[TASK REQUIREMENTS] Set down, please, exactly the lines below that run from the line with "by dependent pallets." to the line with "#[pallet::call_index(0)]", both lines included.

[TASK MATERIAL]
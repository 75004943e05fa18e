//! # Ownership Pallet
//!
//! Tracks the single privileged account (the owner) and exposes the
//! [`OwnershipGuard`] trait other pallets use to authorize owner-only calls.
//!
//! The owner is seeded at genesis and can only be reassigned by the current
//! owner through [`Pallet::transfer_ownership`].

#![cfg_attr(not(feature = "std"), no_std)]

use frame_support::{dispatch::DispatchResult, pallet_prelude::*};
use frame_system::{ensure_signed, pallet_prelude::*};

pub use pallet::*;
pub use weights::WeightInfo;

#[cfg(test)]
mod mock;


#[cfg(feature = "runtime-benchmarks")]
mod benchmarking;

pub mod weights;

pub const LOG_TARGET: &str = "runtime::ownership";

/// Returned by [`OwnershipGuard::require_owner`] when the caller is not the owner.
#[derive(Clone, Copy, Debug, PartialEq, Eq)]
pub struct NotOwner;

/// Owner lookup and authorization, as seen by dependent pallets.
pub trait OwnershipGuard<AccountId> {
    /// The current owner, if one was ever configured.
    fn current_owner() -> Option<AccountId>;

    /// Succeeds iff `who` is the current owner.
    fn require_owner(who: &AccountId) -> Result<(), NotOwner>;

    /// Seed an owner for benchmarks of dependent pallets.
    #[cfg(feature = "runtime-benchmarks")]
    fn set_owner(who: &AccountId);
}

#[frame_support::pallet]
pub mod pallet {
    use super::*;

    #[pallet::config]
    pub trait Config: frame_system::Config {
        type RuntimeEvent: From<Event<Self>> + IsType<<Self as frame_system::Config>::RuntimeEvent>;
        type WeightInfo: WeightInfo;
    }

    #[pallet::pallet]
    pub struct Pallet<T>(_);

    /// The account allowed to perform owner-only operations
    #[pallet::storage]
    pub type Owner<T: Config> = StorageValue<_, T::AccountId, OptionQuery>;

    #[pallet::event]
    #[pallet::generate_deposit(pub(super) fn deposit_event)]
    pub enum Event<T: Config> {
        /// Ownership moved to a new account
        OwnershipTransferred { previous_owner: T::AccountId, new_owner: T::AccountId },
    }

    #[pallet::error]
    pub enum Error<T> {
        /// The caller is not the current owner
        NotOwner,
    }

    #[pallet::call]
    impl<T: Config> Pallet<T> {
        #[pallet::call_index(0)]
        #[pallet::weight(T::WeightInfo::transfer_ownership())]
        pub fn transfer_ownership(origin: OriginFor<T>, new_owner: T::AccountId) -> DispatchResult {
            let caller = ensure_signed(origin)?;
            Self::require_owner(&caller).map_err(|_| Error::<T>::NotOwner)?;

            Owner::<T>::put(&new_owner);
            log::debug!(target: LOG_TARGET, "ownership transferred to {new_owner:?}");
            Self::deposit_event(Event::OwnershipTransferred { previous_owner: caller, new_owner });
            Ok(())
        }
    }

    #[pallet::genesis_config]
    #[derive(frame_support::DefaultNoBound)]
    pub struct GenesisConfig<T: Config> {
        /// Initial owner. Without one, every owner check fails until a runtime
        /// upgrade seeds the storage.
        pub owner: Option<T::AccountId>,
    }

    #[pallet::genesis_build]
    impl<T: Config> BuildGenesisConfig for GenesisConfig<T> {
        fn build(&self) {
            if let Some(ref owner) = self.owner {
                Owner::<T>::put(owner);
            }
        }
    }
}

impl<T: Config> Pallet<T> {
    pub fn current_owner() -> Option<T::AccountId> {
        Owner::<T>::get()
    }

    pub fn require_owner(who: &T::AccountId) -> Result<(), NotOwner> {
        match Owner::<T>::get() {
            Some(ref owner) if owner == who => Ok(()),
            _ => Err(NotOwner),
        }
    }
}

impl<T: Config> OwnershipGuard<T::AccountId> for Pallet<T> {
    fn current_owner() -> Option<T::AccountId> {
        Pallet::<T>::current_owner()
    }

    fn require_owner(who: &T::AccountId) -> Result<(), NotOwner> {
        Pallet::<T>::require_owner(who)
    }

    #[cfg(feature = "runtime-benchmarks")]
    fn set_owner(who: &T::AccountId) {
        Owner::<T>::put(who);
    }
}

--

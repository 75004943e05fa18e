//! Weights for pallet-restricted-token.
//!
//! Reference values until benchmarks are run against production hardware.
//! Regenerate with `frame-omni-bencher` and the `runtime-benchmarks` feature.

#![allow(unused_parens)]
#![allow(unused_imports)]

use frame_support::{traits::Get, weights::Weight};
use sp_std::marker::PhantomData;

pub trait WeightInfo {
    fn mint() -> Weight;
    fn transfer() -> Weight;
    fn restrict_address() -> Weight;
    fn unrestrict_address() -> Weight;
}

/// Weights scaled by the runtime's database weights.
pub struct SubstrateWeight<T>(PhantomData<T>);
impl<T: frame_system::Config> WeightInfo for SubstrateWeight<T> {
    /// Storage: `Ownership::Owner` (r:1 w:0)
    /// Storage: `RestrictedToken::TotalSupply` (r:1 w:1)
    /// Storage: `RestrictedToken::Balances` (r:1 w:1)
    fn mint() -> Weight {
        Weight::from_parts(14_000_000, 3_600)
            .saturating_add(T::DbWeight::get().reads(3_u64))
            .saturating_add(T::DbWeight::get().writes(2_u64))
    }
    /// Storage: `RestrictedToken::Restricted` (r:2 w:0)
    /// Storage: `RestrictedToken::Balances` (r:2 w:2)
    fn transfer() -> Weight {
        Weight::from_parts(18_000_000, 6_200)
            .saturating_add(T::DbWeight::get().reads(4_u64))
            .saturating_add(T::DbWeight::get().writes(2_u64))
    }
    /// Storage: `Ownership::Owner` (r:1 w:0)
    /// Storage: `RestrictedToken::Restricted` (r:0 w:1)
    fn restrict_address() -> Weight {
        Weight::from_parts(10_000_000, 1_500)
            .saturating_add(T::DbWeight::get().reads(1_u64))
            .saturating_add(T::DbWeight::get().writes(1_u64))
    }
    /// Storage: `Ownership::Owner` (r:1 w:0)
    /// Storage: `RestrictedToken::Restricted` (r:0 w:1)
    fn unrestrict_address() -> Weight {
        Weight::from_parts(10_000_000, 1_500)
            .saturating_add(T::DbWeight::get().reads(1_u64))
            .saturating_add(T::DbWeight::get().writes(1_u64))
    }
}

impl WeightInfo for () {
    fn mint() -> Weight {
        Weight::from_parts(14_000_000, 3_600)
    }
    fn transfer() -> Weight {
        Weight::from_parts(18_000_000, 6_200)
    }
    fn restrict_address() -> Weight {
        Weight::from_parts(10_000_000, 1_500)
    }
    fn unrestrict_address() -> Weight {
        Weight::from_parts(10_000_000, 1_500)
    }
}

[TASK ANSWER]
/// Owner lookup and authorization, as seen by dependent pallets.
pub trait OwnershipGuard<AccountId> {
    /// The current owner, if one was ever configured.
    fn current_owner() -> Option<AccountId>;

    /// Succeeds iff `who` is the current owner.
    fn require_owner(who: &AccountId) -> Result<(), NotOwner>;

    /// Seed an owner for benchmarks of dependent pallets.
    #[cfg(feature = "runtime-benchmarks")]
    fn set_owner(who: &AccountId);
}

#[frame_support::pallet]
pub mod pallet {
    use super::*;

    #[pallet::config]
    pub trait Config: frame_system::Config {
        type RuntimeEvent: From<Event<Self>> + IsType<<Self as frame_system::Config>::RuntimeEvent>;
        type WeightInfo: WeightInfo;
    }

    #[pallet::pallet]
    pub struct Pallet<T>(_);

    /// The account allowed to perform owner-only operations
    #[pallet::storage]
    pub type Owner<T: Config> = StorageValue<_, T::AccountId, OptionQuery>;

    #[pallet::event]
    #[pallet::generate_deposit(pub(super) fn deposit_event)]
    pub enum Event<T: Config> {
        /// Ownership moved to a new account
        OwnershipTransferred { previous_owner: T::AccountId, new_owner: T::AccountId },
    }

    #[pallet::error]
    pub enum Error<T> {
        /// The caller is not the current owner
        NotOwner,
    }

    #[pallet::call]
    impl<T: Config> Pallet<T> {
        #[pallet::call_index(0)]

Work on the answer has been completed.